In an indication that the stock market is ready to bet on India’s fledgling tech start-up ecosystem, food delivery and restaurant discovery firm Zomato’s shares made market debut with a spectacular listing on Friday. Zomato’s shares listed at ₹116 on the National Stock Exchange (NSE), at a 53 per cent premium to its issue price of ₹76 per share.
The company's stock zoomed further post listing, hitting the upper circuit of 20 per cent at ₹138, up 82 per cent from its issue price on the BSE. It closed the day at ₹125.85, up ₹49.85 or 65.6 per cent over the IPO price.

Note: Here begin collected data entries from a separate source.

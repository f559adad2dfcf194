//! Request/response DTOs and their mapping from domain types.

use chrono::{DateTime, Utc};
use serde::{Deserialize, Serialize};
use serde_json::Value;

use flowbridge_core::{FlowDescriptor, FlowRun, FlowRunStatus};

/// Caller-visible job status. Internal recovery and retries never show up
/// here; a caller only ever sees these five.
#[derive(Debug, Copy, Clone, PartialEq, Eq, Serialize, Deserialize)]
#[serde(rename_all = "snake_case")]
pub enum CallerStatus {
    AwaitingPayment,
    Pending,
    Running,
    Completed,
    Failed,
}

impl From<FlowRunStatus> for CallerStatus {
    fn from(status: FlowRunStatus) -> Self {
        match status {
            FlowRunStatus::PendingPayment => CallerStatus::AwaitingPayment,
            FlowRunStatus::PaymentConfirmed => CallerStatus::Pending,
            FlowRunStatus::Starting | FlowRunStatus::Running => CallerStatus::Running,
            FlowRunStatus::Finished => CallerStatus::Completed,
            FlowRunStatus::Error | FlowRunStatus::Cancelled | FlowRunStatus::TimedOut => {
                CallerStatus::Failed
            }
        }
    }
}

#[derive(Debug, Deserialize)]
pub struct StartJobRequest {
    pub identifier_from_purchaser: String,
    #[serde(default)]
    pub input_data: Value,
}

#[derive(Debug, Serialize)]
pub struct StartJobResponse {
    pub job_id: String,
    pub status: CallerStatus,
    pub payment_id: Option<String>,
    pub timeout_at: Option<DateTime<Utc>>,
}

impl StartJobResponse {
    pub fn from_run(run: &FlowRun) -> Self {
        Self {
            job_id: run.id.to_string(),
            status: run.status.into(),
            payment_id: run.payment_id.clone(),
            timeout_at: run.timeout_at,
        }
    }
}

#[derive(Debug, Deserialize)]
pub struct JobStatusQuery {
    pub job_id: String,
}

#[derive(Debug, Serialize)]
pub struct JobStatusResponse {
    pub job_id: String,
    pub status: CallerStatus,
    #[serde(skip_serializing_if = "Option::is_none")]
    pub message: Option<String>,
    #[serde(skip_serializing_if = "Option::is_none")]
    pub result: Option<String>,
}

impl JobStatusResponse {
    pub fn from_run(run: &FlowRun) -> Self {
        let status = CallerStatus::from(run.status);
        let message = match status {
            CallerStatus::AwaitingPayment => Some("waiting for payment confirmation".to_string()),
            CallerStatus::Running | CallerStatus::Pending => {
                Some("job is being processed".to_string())
            }
            CallerStatus::Failed => run.error_message.clone(),
            CallerStatus::Completed => None,
        };
        let result = match status {
            CallerStatus::Completed => run.result.as_ref().map(format_result),
            _ => None,
        };
        Self {
            job_id: run.id.to_string(),
            status,
            message,
            result,
        }
    }
}

/// Flatten an opaque output payload into a display string: well-known keys
/// first, pretty JSON as the fallback.
pub fn format_result(result: &Value) -> String {
    if let Value::Object(map) = result {
        for key in ["output", "result", "content"] {
            if let Some(value) = map.get(key) {
                return match value {
                    Value::String(s) => s.clone(),
                    other => other.to_string(),
                };
            }
        }
        return serde_json::to_string_pretty(result).unwrap_or_else(|_| result.to_string());
    }
    match result {
        Value::String(s) => s.clone(),
        other => other.to_string(),
    }
}

#[derive(Debug, Serialize)]
pub struct FlowSummary {
    pub key: String,
    pub name: String,
    pub description: String,
    pub tags: Vec<String>,
}

impl From<&FlowDescriptor> for FlowSummary {
    fn from(flow: &FlowDescriptor) -> Self {
        Self {
            key: flow.key(),
            name: flow.name.clone(),
            description: flow.description.clone(),
            tags: flow.tags.clone(),
        }
    }
}

#[cfg(test)]
mod tests {
    use super::*;
    use serde_json::json;

    #[test]
    fn caller_status_collapses_internal_states() {
        assert_eq!(
            CallerStatus::from(FlowRunStatus::Starting),
            CallerStatus::Running
        );
        assert_eq!(
            CallerStatus::from(FlowRunStatus::TimedOut),
            CallerStatus::Failed
        );
        assert_eq!(
            CallerStatus::from(FlowRunStatus::PendingPayment),
            CallerStatus::AwaitingPayment
        );
    }

    #[test]
    fn result_formatting_prefers_known_keys() {
        assert_eq!(format_result(&json!({"output": "42"})), "42");
        assert_eq!(format_result(&json!({"result": 7})), "7");
        assert_eq!(format_result(&json!({"content": "text"})), "text");
        assert_eq!(format_result(&json!("bare")), "bare");

        let fallback = format_result(&json!({"other": true}));
        assert!(fallback.contains("\"other\""));
    }
}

“The tremendous response to our IPO gives us the confidence that the world is full of investors who appreciate the magnitude of investments we are making, and take a long-term view of our business,” said Deepinder Goyal, who founded Zomato in 2008.
Many challenges ahead
There are multiple reasons why investors gave big such a thumbs-up to Zomato. According to Aswath Damodaran, Professor of Finance at the Stern School of Business, NYU, although “Zomato is a money-losing, cash-burning enterprise now, it has immense market potential and is on track to delivering on a viable business model. It will face plenty of challenges on that path, both at the micro level (management, competition) and at the macro level (economic and political developments in India). I believe that the company is currently over-priced, given its potential, but I would have no qualms investing in the stock, if the price drops in the near future, with the full understanding that this is a joint wager on a company, a sector and a country.”

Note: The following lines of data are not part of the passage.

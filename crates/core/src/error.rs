//! Domain error model.

use thiserror::Error;

/// Result type used across the domain layer.
pub type DomainResult<T> = Result<T, DomainError>;

/// Domain-level error.
///
/// Keep this focused on deterministic, business/domain failures (validation,
/// invariants, illegal transitions). Infrastructure concerns belong elsewhere.
#[derive(Debug, Error, Clone, PartialEq, Eq)]
pub enum DomainError {
    /// A value failed validation (e.g. malformed input).
    #[error("validation failed: {0}")]
    Validation(String),

    /// A domain invariant was violated.
    #[error("invariant violated: {0}")]
    InvariantViolation(String),

    /// An identifier was invalid (e.g. parse failure).
    #[error("invalid identifier: {0}")]
    InvalidId(String),

    /// A requested flow is not known to the catalog.
    #[error("unknown flow: {0}")]
    UnknownFlow(String),

    /// A status transition that the run lifecycle does not allow.
    #[error("illegal transition: {from} -> {to}")]
    IllegalTransition { from: String, to: String },

    /// A requested resource was not found (domain-level).
    #[error("not found")]
    NotFound,
}

impl DomainError {
    pub fn validation(msg: impl Into<String>) -> Self {
        Self::Validation(msg.into())
    }

    pub fn invariant(msg: impl Into<String>) -> Self {
        Self::InvariantViolation(msg.into())
    }

    pub fn invalid_id(msg: impl Into<String>) -> Self {
        Self::InvalidId(msg.into())
    }

    pub fn unknown_flow(key: impl Into<String>) -> Self {
        Self::UnknownFlow(key.into())
    }

    pub fn illegal_transition(from: impl ToString, to: impl ToString) -> Self {
        Self::IllegalTransition {
            from: from.to_string(),
            to: to.to_string(),
        }
    }
}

Palka Chopra, Senior Vice-President, Master Capital Services, said the food services industry contributes only about 8-9 per cent to the food market in India compared to 40-50 per cent in the US and China. “Therefore, Zomato has a lot of room for growth, but a lot of the listing gains can be attributed to current investor sentiments," he said.
S Ramesh, Managing Director and CEO, Kotak Mahindra Capital Company, said that the stellar debut of Zomato on the bourse after attracting robust subscriptions is a testimony to the fact that investors “are willing to bet big on new-age technology companies that have the characteristics of a disruptive business model.” With growing internet penetration and the smartphone userbase increasing by the month, the entire private digital ecosystem will enable wealth creation and further deepen our capital market in the coming years,” he said.

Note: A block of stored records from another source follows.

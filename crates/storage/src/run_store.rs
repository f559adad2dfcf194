//! Flow run storage abstraction.

use std::collections::HashMap;
use std::sync::RwLock;

use async_trait::async_trait;

use flowbridge_core::{FlowRun, RunId};

/// Store error.
#[derive(Debug, Clone, thiserror::Error)]
pub enum StoreError {
    #[error("run not found: {0}")]
    NotFound(RunId),
    #[error("run already exists: {0}")]
    AlreadyExists(RunId),
    #[error("storage error: {0}")]
    Storage(String),
}

/// Run store abstraction.
///
/// Updates are whole-row: the orchestrator mutates a `FlowRun` in memory and
/// persists it atomically, relying on the backend's single-row atomicity.
#[async_trait]
pub trait RunStore: Send + Sync {
    /// Persist a newly created run.
    async fn create(&self, run: &FlowRun) -> Result<(), StoreError>;

    /// Fetch a run by id.
    async fn get(&self, id: RunId) -> Result<Option<FlowRun>, StoreError>;

    /// Fetch the run a payment identifier belongs to.
    async fn get_by_payment_id(&self, payment_id: &str) -> Result<Option<FlowRun>, StoreError>;

    /// Persist the current state of a run.
    async fn update(&self, run: &FlowRun) -> Result<(), StoreError>;

    /// All runs the polling scheduler should drive
    /// (pending payment, starting, running).
    async fn list_pollable(&self) -> Result<Vec<FlowRun>, StoreError>;

    /// Runs still awaiting payment confirmation (startup recovery).
    async fn list_pending_payment(&self) -> Result<Vec<FlowRun>, StoreError>;

    /// Recent runs of one flow, newest first.
    async fn list_by_flow(&self, flow_path: &str, limit: usize) -> Result<Vec<FlowRun>, StoreError>;
}

/// In-memory run store for tests/dev.
#[derive(Debug, Default)]
pub struct InMemoryRunStore {
    runs: RwLock<HashMap<RunId, FlowRun>>,
}

impl InMemoryRunStore {
    pub fn new() -> Self {
        Self::default()
    }
}

#[async_trait]
impl RunStore for InMemoryRunStore {
    async fn create(&self, run: &FlowRun) -> Result<(), StoreError> {
        let mut runs = self.runs.write().unwrap();
        if runs.contains_key(&run.id) {
            return Err(StoreError::AlreadyExists(run.id));
        }
        runs.insert(run.id, run.clone());
        Ok(())
    }

    async fn get(&self, id: RunId) -> Result<Option<FlowRun>, StoreError> {
        Ok(self.runs.read().unwrap().get(&id).cloned())
    }

    async fn get_by_payment_id(&self, payment_id: &str) -> Result<Option<FlowRun>, StoreError> {
        let runs = self.runs.read().unwrap();
        Ok(runs
            .values()
            .find(|r| r.payment_id.as_deref() == Some(payment_id))
            .cloned())
    }

    async fn update(&self, run: &FlowRun) -> Result<(), StoreError> {
        let mut runs = self.runs.write().unwrap();
        if !runs.contains_key(&run.id) {
            return Err(StoreError::NotFound(run.id));
        }
        runs.insert(run.id, run.clone());
        Ok(())
    }

    async fn list_pollable(&self) -> Result<Vec<FlowRun>, StoreError> {
        let runs = self.runs.read().unwrap();
        let mut result: Vec<_> = runs
            .values()
            .filter(|r| r.status.is_pollable())
            .cloned()
            .collect();
        result.sort_by_key(|r| r.created_at);
        Ok(result)
    }

    async fn list_pending_payment(&self) -> Result<Vec<FlowRun>, StoreError> {
        let runs = self.runs.read().unwrap();
        let mut result: Vec<_> = runs
            .values()
            .filter(|r| r.status == flowbridge_core::FlowRunStatus::PendingPayment)
            .cloned()
            .collect();
        result.sort_by_key(|r| r.created_at);
        Ok(result)
    }

    async fn list_by_flow(&self, flow_path: &str, limit: usize) -> Result<Vec<FlowRun>, StoreError> {
        let runs = self.runs.read().unwrap();
        let mut result: Vec<_> = runs
            .values()
            .filter(|r| r.flow_path == flow_path)
            .cloned()
            .collect();
        result.sort_by(|a, b| b.created_at.cmp(&a.created_at));
        result.truncate(limit);
        Ok(result)
    }
}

At the closing price, Zomato's market cap stood at ₹98,731 crore. This is higher than some of India's marquee blue-chip companies. In terms of market value, Zomato overtook Vedanta, Mahindra & Mahindra, Adani Total Gas, ICICI Prudential Life, Dr Reddy's Lab, Coal India, SBI Cards, Hindalco Industries, Berger Paints, Britannia Industries, DLF, Ambuja Cements, Indusind Bank, Cipla, Eicher Motors and Marico.
. “We are going to relentlessly focus on 10 years out and beyond, and are not going to alter our course for short-term profits at the cost of long-term success of the company,” Zomato’s Goyal said.